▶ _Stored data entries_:
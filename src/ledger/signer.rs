// SPDX-License-Identifier: AGPL-3.0-or-later
//
// Copyright (C) 2026 Veilpay

//! Signing capability seam.
//!
//! The external signing wallet is injected behind the [`SigningSession`]
//! trait so the orchestration core has no dependency on any particular
//! signer runtime. The shipped implementation bridges to an external
//! signer service over HTTP; the wallet's private key never enters this
//! process.

use std::time::Duration;

use async_trait::async_trait;
use reqwest::{Client, StatusCode};
use serde::Deserialize;

use super::types::TransferShape;

/// Errors raised by the signing capability.
#[derive(Debug, thiserror::Error)]
pub enum SignerError {
    #[error("no signing provider available")]
    Unavailable,

    #[error("connection rejected: {0}")]
    Rejected(String),

    #[error("signer request failed: {0}")]
    Transport(String),

    #[error("signer response was invalid: {0}")]
    InvalidResponse(String),
}

/// Capability contract for an external signing wallet.
#[async_trait]
pub trait SigningSession: Send + Sync {
    /// The address the provider currently exposes, if it has already
    /// authorized this client. Never prompts.
    async fn current_address(&self) -> Result<Option<String>, SignerError>;

    /// Request authorization from the provider. May prompt the user.
    async fn connect(&self) -> Result<String, SignerError>;

    /// Sign the transfer and submit it to the ledger, returning the
    /// transaction identifier.
    async fn sign_and_submit(&self, transfer: &TransferShape) -> Result<String, SignerError>;
}

/// HTTP bridge to an external signer service.
#[derive(Debug, Clone)]
pub struct HttpSignerBridge {
    base_url: String,
    http: Client,
}

#[derive(Debug, Deserialize)]
struct AddressBody {
    address: Option<String>,
}

#[derive(Debug, Deserialize)]
struct ConnectBody {
    address: String,
}

#[derive(Debug, Deserialize)]
struct SubmitBody {
    transaction_id: String,
}

impl HttpSignerBridge {
    pub fn new(base_url: &str) -> Result<Self, SignerError> {
        let parsed: url::Url = base_url
            .parse()
            .map_err(|e: url::ParseError| SignerError::Transport(e.to_string()))?;

        // Submission blocks on user approval in the signer UI, so the
        // timeout is generous.
        let http = Client::builder()
            .timeout(Duration::from_secs(120))
            .build()
            .map_err(|e| SignerError::Transport(format!("failed to build HTTP client: {e}")))?;

        Ok(Self {
            base_url: parsed.to_string().trim_end_matches('/').to_string(),
            http,
        })
    }

    fn url(&self, path: &str) -> String {
        format!("{}{}", self.base_url, path)
    }
}

#[async_trait]
impl SigningSession for HttpSignerBridge {
    async fn current_address(&self) -> Result<Option<String>, SignerError> {
        let response = self
            .http
            .get(self.url("/v1/session/address"))
            .send()
            .await
            .map_err(|_| SignerError::Unavailable)?;

        if response.status() == StatusCode::NOT_FOUND {
            return Ok(None);
        }
        if !response.status().is_success() {
            return Err(SignerError::Transport(format!(
                "status {}",
                response.status()
            )));
        }

        let body: AddressBody = response
            .json()
            .await
            .map_err(|e| SignerError::InvalidResponse(e.to_string()))?;
        Ok(body.address.filter(|a| !a.is_empty()))
    }

    async fn connect(&self) -> Result<String, SignerError> {
        let response = self
            .http
            .post(self.url("/v1/session/connect"))
            .send()
            .await
            .map_err(|_| SignerError::Unavailable)?;

        match response.status() {
            status if status.is_success() => {
                let body: ConnectBody = response
                    .json()
                    .await
                    .map_err(|e| SignerError::InvalidResponse(e.to_string()))?;
                Ok(body.address)
            }
            StatusCode::FORBIDDEN | StatusCode::UNAUTHORIZED => {
                let text = response.text().await.unwrap_or_default();
                Err(SignerError::Rejected(text))
            }
            status => Err(SignerError::Transport(format!("status {status}"))),
        }
    }

    async fn sign_and_submit(&self, transfer: &TransferShape) -> Result<String, SignerError> {
        let response = self
            .http
            .post(self.url("/v1/transfers"))
            .json(transfer)
            .send()
            .await
            .map_err(|e| SignerError::Transport(e.to_string()))?;

        match response.status() {
            status if status.is_success() => {
                let body: SubmitBody = response
                    .json()
                    .await
                    .map_err(|e| SignerError::InvalidResponse(e.to_string()))?;
                Ok(body.transaction_id)
            }
            StatusCode::FORBIDDEN => {
                let text = response.text().await.unwrap_or_default();
                Err(SignerError::Rejected(text))
            }
            status => {
                let text = response.text().await.unwrap_or_default();
                Err(SignerError::Transport(format!("status {status}: {text}")))
            }
        }
    }
}

#[cfg(test)]
mod tests {
    use super::*;

    #[test]
    fn bridge_rejects_invalid_url() {
        assert!(HttpSignerBridge::new("::::").is_err());
    }

    #[test]
    fn bridge_builds_urls_without_double_slash() {
        let bridge = HttpSignerBridge::new("http://signer.local:7700/").unwrap();
        assert_eq!(
            bridge.url("/v1/session/address"),
            "http://signer.local:7700/v1/session/address"
        );
    }
}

▶ _Task_: Your answer must be every record above, set down exactly as written.

▶ _Solution_:
filename src/ledger/signer.rs
// SPDX-License-Identifier: AGPL-3.0-or-later
//
// Copyright (C) 2026 Veilpay

//! Signing capability seam.
//!
//! The external signing wallet is injected behind the [`SigningSession`]
//! trait so the orchestration core has no dependency on any particular
//! signer runtime. The shipped implementation bridges to an external
//! signer service over HTTP; the wallet's private key never enters this
//! process.

use std::time::Duration;

use async_trait::async_trait;
use reqwest::{Client, StatusCode};
use serde::Deserialize;

use super::types::TransferShape;

/// Errors raised by the signing capability.
#[derive(Debug, thiserror::Error)]
pub enum SignerError {
    #[error("no signing provider available")]
    Unavailable,

    #[error("connection rejected: {0}")]
    Rejected(String),

    #[error("signer request failed: {0}")]
    Transport(String),

    #[error("signer response was invalid: {0}")]
    InvalidResponse(String),
}

/// Capability contract for an external signing wallet.
#[async_trait]
pub trait SigningSession: Send + Sync {
    /// The address the provider currently exposes, if it has already
    /// authorized this client. Never prompts.
    async fn current_address(&self) -> Result<Option<String>, SignerError>;

    /// Request authorization from the provider. May prompt the user.
    async fn connect(&self) -> Result<String, SignerError>;

    /// Sign the transfer and submit it to the ledger, returning the
    /// transaction identifier.
    async fn sign_and_submit(&self, transfer: &TransferShape) -> Result<String, SignerError>;
}

/// HTTP bridge to an external signer service.
#[derive(Debug, Clone)]
pub struct HttpSignerBridge {
    base_url: String,
    http: Client,
}

#[derive(Debug, Deserialize)]
struct AddressBody {
    address: Option<String>,
}

#[derive(Debug, Deserialize)]
struct ConnectBody {
    address: String,
}

#[derive(Debug, Deserialize)]
struct SubmitBody {
    transaction_id: String,
}

impl HttpSignerBridge {
    pub fn new(base_url: &str) -> Result<Self, SignerError> {
        let parsed: url::Url = base_url
            .parse()
            .map_err(|e: url::ParseError| SignerError::Transport(e.to_string()))?;

        // Submission blocks on user approval in the signer UI, so the
        // timeout is generous.
        let http = Client::builder()
            .timeout(Duration::from_secs(120))
            .build()
            .map_err(|e| SignerError::Transport(format!("failed to build HTTP client: {e}")))?;

        Ok(Self {
            base_url: parsed.to_string().trim_end_matches('/').to_string(),
            http,
        })
    }

    fn url(&self, path: &str) -> String {
        format!("{}{}", self.base_url, path)
    }
}

#[async_trait]
impl SigningSession for HttpSignerBridge {
    async fn current_address(&self) -> Result<Option<String>, SignerError> {
        let response = self
            .http
            .get(self.url("/v1/session/address"))
            .send()
            .await
            .map_err(|_| SignerError::Unavailable)?;

        if response.status() == StatusCode::NOT_FOUND {
            return Ok(None);
        }
        if !response.status().is_success() {
            return Err(SignerError::Transport(format!(
                "status {}",
                response.status()
            )));
        }

        let body: AddressBody = response
            .json()
            .await
            .map_err(|e| SignerError::InvalidResponse(e.to_string()))?;
        Ok(body.address.filter(|a| !a.is_empty()))
    }

    async fn connect(&self) -> Result<String, SignerError> {
        let response = self
            .http
            .post(self.url("/v1/session/connect"))
            .send()
            .await
            .map_err(|_| SignerError::Unavailable)?;

        match response.status() {
            status if status.is_success() => {
                let body: ConnectBody = response
                    .json()
                    .await
                    .map_err(|e| SignerError::InvalidResponse(e.to_string()))?;
                Ok(body.address)
            }
            StatusCode::FORBIDDEN | StatusCode::UNAUTHORIZED => {
                let text = response.text().await.unwrap_or_default();
                Err(SignerError::Rejected(text))
            }
            status => Err(SignerError::Transport(format!("status {status}"))),
        }
    }

    async fn sign_and_submit(&self, transfer: &TransferShape) -> Result<String, SignerError> {
        let response = self
            .http
            .post(self.url("/v1/transfers"))
            .json(transfer)
            .send()
            .await
            .map_err(|e| SignerError::Transport(e.to_string()))?;

        match response.status() {
            status if status.is_success() => {
                let body: SubmitBody = response
                    .json()
                    .await
                    .map_err(|e| SignerError::InvalidResponse(e.to_string()))?;
                Ok(body.transaction_id)
            }
            StatusCode::FORBIDDEN => {
                let text = response.text().await.unwrap_or_default();
                Err(SignerError::Rejected(text))
            }
            status => {
                let text = response.text().await.unwrap_or_default();
                Err(SignerError::Transport(format!("status {status}: {text}")))
            }
        }
    }
}

#[cfg(test)]
mod tests {
    use super::*;

    #[test]
    fn bridge_rejects_invalid_url() {
        assert!(HttpSignerBridge::new("::::").is_err());
    }

    #[test]
    fn bridge_builds_urls_without_double_slash() {
        let bridge = HttpSignerBridge::new("http://signer.local:7700/").unwrap();
        assert_eq!(
            bridge.url("/v1/session/address"),
            "http://signer.local:7700/v1/session/address"
        );
    }
}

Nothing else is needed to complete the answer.